Exercise directions: Exactly as shown below, retype every line of the data.

Data provided:
=== Section Start ===

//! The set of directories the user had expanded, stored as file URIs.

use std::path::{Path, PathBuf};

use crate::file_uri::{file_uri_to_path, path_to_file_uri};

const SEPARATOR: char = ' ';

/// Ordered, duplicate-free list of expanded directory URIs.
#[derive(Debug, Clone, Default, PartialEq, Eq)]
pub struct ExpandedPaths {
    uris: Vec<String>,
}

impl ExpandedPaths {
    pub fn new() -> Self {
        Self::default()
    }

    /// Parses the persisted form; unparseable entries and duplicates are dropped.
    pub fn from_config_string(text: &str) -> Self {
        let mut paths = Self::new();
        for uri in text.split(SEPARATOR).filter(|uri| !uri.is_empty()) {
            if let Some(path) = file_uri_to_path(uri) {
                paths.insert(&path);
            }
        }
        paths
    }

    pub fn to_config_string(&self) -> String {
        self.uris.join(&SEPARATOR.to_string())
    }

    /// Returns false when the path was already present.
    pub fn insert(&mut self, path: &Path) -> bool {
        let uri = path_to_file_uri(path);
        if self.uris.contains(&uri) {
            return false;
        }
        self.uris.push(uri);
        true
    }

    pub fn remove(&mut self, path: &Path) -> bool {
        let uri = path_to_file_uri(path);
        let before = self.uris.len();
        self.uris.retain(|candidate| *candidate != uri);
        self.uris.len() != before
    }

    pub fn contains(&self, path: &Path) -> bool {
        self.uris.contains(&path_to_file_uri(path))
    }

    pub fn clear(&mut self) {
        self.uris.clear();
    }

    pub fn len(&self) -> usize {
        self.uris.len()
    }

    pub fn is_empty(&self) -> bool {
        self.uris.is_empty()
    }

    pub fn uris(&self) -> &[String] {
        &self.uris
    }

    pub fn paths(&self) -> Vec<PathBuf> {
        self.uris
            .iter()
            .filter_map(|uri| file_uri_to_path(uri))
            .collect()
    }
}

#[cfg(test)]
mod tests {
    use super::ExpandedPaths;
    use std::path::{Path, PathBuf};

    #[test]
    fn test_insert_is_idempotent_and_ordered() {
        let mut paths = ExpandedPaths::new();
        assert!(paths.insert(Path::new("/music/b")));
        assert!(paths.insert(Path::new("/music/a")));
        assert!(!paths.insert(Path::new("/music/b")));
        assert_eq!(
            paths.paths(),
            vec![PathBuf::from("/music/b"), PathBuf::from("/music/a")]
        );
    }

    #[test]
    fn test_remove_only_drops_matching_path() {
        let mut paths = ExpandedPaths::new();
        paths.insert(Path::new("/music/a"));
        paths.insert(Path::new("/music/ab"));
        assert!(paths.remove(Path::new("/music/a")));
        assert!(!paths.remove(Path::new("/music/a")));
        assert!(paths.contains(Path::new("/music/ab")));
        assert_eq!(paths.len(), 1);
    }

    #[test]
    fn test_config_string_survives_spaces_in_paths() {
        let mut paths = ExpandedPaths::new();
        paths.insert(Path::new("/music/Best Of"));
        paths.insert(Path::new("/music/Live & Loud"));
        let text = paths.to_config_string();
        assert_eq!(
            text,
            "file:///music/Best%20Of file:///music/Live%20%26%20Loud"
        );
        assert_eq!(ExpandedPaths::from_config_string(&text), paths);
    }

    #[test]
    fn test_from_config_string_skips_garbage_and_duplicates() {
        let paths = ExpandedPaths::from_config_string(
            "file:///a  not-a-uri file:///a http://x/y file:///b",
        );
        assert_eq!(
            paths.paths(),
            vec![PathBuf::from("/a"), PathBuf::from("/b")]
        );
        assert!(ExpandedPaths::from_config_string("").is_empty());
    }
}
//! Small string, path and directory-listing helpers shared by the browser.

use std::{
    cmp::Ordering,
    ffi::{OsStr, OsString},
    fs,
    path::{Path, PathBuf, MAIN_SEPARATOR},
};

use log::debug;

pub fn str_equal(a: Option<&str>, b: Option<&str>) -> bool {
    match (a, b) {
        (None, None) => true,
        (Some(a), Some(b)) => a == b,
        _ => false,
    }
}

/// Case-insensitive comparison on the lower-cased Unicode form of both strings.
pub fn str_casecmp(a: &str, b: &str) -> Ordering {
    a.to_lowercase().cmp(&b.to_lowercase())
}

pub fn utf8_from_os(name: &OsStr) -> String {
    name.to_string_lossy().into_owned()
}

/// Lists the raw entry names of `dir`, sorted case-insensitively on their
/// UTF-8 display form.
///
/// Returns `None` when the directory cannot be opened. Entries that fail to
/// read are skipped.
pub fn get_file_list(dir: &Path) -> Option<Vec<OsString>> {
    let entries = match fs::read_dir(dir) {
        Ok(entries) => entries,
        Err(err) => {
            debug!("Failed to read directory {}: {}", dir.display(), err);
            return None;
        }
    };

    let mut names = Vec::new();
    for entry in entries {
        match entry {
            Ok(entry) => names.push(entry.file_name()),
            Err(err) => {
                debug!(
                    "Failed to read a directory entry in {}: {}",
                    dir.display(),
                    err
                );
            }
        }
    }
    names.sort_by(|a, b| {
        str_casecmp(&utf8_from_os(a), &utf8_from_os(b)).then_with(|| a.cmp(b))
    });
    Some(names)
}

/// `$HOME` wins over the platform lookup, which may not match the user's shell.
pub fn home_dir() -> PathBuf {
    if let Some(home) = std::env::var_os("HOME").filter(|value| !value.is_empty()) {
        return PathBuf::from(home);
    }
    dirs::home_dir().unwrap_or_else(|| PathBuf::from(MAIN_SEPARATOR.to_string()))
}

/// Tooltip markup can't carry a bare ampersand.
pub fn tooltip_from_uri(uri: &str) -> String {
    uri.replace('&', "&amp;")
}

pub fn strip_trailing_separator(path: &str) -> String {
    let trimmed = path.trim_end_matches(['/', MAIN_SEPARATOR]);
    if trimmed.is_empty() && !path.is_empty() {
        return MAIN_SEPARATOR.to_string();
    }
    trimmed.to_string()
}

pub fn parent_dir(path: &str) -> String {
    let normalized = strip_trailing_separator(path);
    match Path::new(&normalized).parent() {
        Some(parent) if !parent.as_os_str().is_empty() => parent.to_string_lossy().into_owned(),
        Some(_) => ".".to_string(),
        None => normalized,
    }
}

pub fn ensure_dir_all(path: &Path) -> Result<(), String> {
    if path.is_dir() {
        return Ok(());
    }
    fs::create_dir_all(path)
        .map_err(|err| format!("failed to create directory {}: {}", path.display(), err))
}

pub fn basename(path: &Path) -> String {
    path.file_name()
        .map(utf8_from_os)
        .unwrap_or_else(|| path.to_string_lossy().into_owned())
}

=== Section End ===

Exercise result:
//! The set of directories the user had expanded, stored as file URIs.

use std::path::{Path, PathBuf};

use crate::file_uri::{file_uri_to_path, path_to_file_uri};

const SEPARATOR: char = ' ';

/// Ordered, duplicate-free list of expanded directory URIs.
#[derive(Debug, Clone, Default, PartialEq, Eq)]
pub struct ExpandedPaths {
    uris: Vec<String>,
}

impl ExpandedPaths {
    pub fn new() -> Self {
        Self::default()
    }

    /// Parses the persisted form; unparseable entries and duplicates are dropped.
    pub fn from_config_string(text: &str) -> Self {
        let mut paths = Self::new();
        for uri in text.split(SEPARATOR).filter(|uri| !uri.is_empty()) {
            if let Some(path) = file_uri_to_path(uri) {
                paths.insert(&path);
            }
        }
        paths
    }

    pub fn to_config_string(&self) -> String {
        self.uris.join(&SEPARATOR.to_string())
    }

    /// Returns false when the path was already present.
    pub fn insert(&mut self, path: &Path) -> bool {
        let uri = path_to_file_uri(path);
        if self.uris.contains(&uri) {
            return false;
        }
        self.uris.push(uri);
        true
    }

    pub fn remove(&mut self, path: &Path) -> bool {
        let uri = path_to_file_uri(path);
        let before = self.uris.len();
        self.uris.retain(|candidate| *candidate != uri);
        self.uris.len() != before
    }

    pub fn contains(&self, path: &Path) -> bool {
        self.uris.contains(&path_to_file_uri(path))
    }

    pub fn clear(&mut self) {
        self.uris.clear();
    }

    pub fn len(&self) -> usize {
        self.uris.len()
    }

    pub fn is_empty(&self) -> bool {
        self.uris.is_empty()
    }

    pub fn uris(&self) -> &[String] {
        &self.uris
    }

    pub fn paths(&self) -> Vec<PathBuf> {
        self.uris
            .iter()
            .filter_map(|uri| file_uri_to_path(uri))
            .collect()
    }
}

#[cfg(test)]
mod tests {
    use super::ExpandedPaths;
    use std::path::{Path, PathBuf};

    #[test]
    fn test_insert_is_idempotent_and_ordered() {
        let mut paths = ExpandedPaths::new();
        assert!(paths.insert(Path::new("/music/b")));
        assert!(paths.insert(Path::new("/music/a")));
        assert!(!paths.insert(Path::new("/music/b")));
        assert_eq!(
            paths.paths(),
            vec![PathBuf::from("/music/b"), PathBuf::from("/music/a")]
        );
    }

    #[test]
    fn test_remove_only_drops_matching_path() {
        let mut paths = ExpandedPaths::new();
        paths.insert(Path::new("/music/a"));
        paths.insert(Path::new("/music/ab"));
        assert!(paths.remove(Path::new("/music/a")));
        assert!(!paths.remove(Path::new("/music/a")));
        assert!(paths.contains(Path::new("/music/ab")));
        assert_eq!(paths.len(), 1);
    }

    #[test]
    fn test_config_string_survives_spaces_in_paths() {
        let mut paths = ExpandedPaths::new();
        paths.insert(Path::new("/music/Best Of"));
        paths.insert(Path::new("/music/Live & Loud"));
        let text = paths.to_config_string();
        assert_eq!(
            text,
            "file:///music/Best%20Of file:///music/Live%20%26%20Loud"
        );
        assert_eq!(ExpandedPaths::from_config_string(&text), paths);
    }

    #[test]
    fn test_from_config_string_skips_garbage_and_duplicates() {
        let paths = ExpandedPaths::from_config_string(
            "file:///a  not-a-uri file:///a http://x/y file:///b",
        );
        assert_eq!(
            paths.paths(),
            vec![PathBuf::from("/a"), PathBuf::from("/b")]
        );
        assert!(ExpandedPaths::from_config_string("").is_empty());
    }
}
//! Small string, path and directory-listing helpers shared by the browser.

use std::{
    cmp::Ordering,
    ffi::{OsStr, OsString},
    fs,
    path::{Path, PathBuf, MAIN_SEPARATOR},
};

use log::debug;

pub fn str_equal(a: Option<&str>, b: Option<&str>) -> bool {
    match (a, b) {
        (None, None) => true,
        (Some(a), Some(b)) => a == b,
        _ => false,
    }
}

/// Case-insensitive comparison on the lower-cased Unicode form of both strings.
pub fn str_casecmp(a: &str, b: &str) -> Ordering {
    a.to_lowercase().cmp(&b.to_lowercase())
}

pub fn utf8_from_os(name: &OsStr) -> String {
    name.to_string_lossy().into_owned()
}

/// Lists the raw entry names of `dir`, sorted case-insensitively on their
/// UTF-8 display form.
///
/// Returns `None` when the directory cannot be opened. Entries that fail to
/// read are skipped.
pub fn get_file_list(dir: &Path) -> Option<Vec<OsString>> {
    let entries = match fs::read_dir(dir) {
        Ok(entries) => entries,
        Err(err) => {
            debug!("Failed to read directory {}: {}", dir.display(), err);
            return None;
        }
    };

    let mut names = Vec::new();
    for entry in entries {
        match entry {
            Ok(entry) => names.push(entry.file_name()),
            Err(err) => {
                debug!(
                    "Failed to read a directory entry in {}: {}",
                    dir.display(),
                    err
                );
            }
        }
    }
    names.sort_by(|a, b| {
        str_casecmp(&utf8_from_os(a), &utf8_from_os(b)).then_with(|| a.cmp(b))
    });
    Some(names)
}

/// `$HOME` wins over the platform lookup, which may not match the user's shell.
pub fn home_dir() -> PathBuf {
    if let Some(home) = std::env::var_os("HOME").filter(|value| !value.is_empty()) {
        return PathBuf::from(home);
    }
    dirs::home_dir().unwrap_or_else(|| PathBuf::from(MAIN_SEPARATOR.to_string()))
}

/// Tooltip markup can't carry a bare ampersand.
pub fn tooltip_from_uri(uri: &str) -> String {
    uri.replace('&', "&amp;")
}

pub fn strip_trailing_separator(path: &str) -> String {
    let trimmed = path.trim_end_matches(['/', MAIN_SEPARATOR]);
    if trimmed.is_empty() && !path.is_empty() {
        return MAIN_SEPARATOR.to_string();
    }
    trimmed.to_string()
}

pub fn parent_dir(path: &str) -> String {
    let normalized = strip_trailing_separator(path);
    match Path::new(&normalized).parent() {
        Some(parent) if !parent.as_os_str().is_empty() => parent.to_string_lossy().into_owned(),
        Some(_) => ".".to_string(),
        None => normalized,
    }
}

pub fn ensure_dir_all(path: &Path) -> Result<(), String> {
    if path.is_dir() {
        return Ok(());
    }
    fs::create_dir_all(path)
        .map_err(|err| format!("failed to create directory {}: {}", path.display(), err))
}

pub fn basename(path: &Path) -> String {
    path.file_name()
        .map(utf8_from_os)
        .unwrap_or_else(|| path.to_string_lossy().into_owned())
}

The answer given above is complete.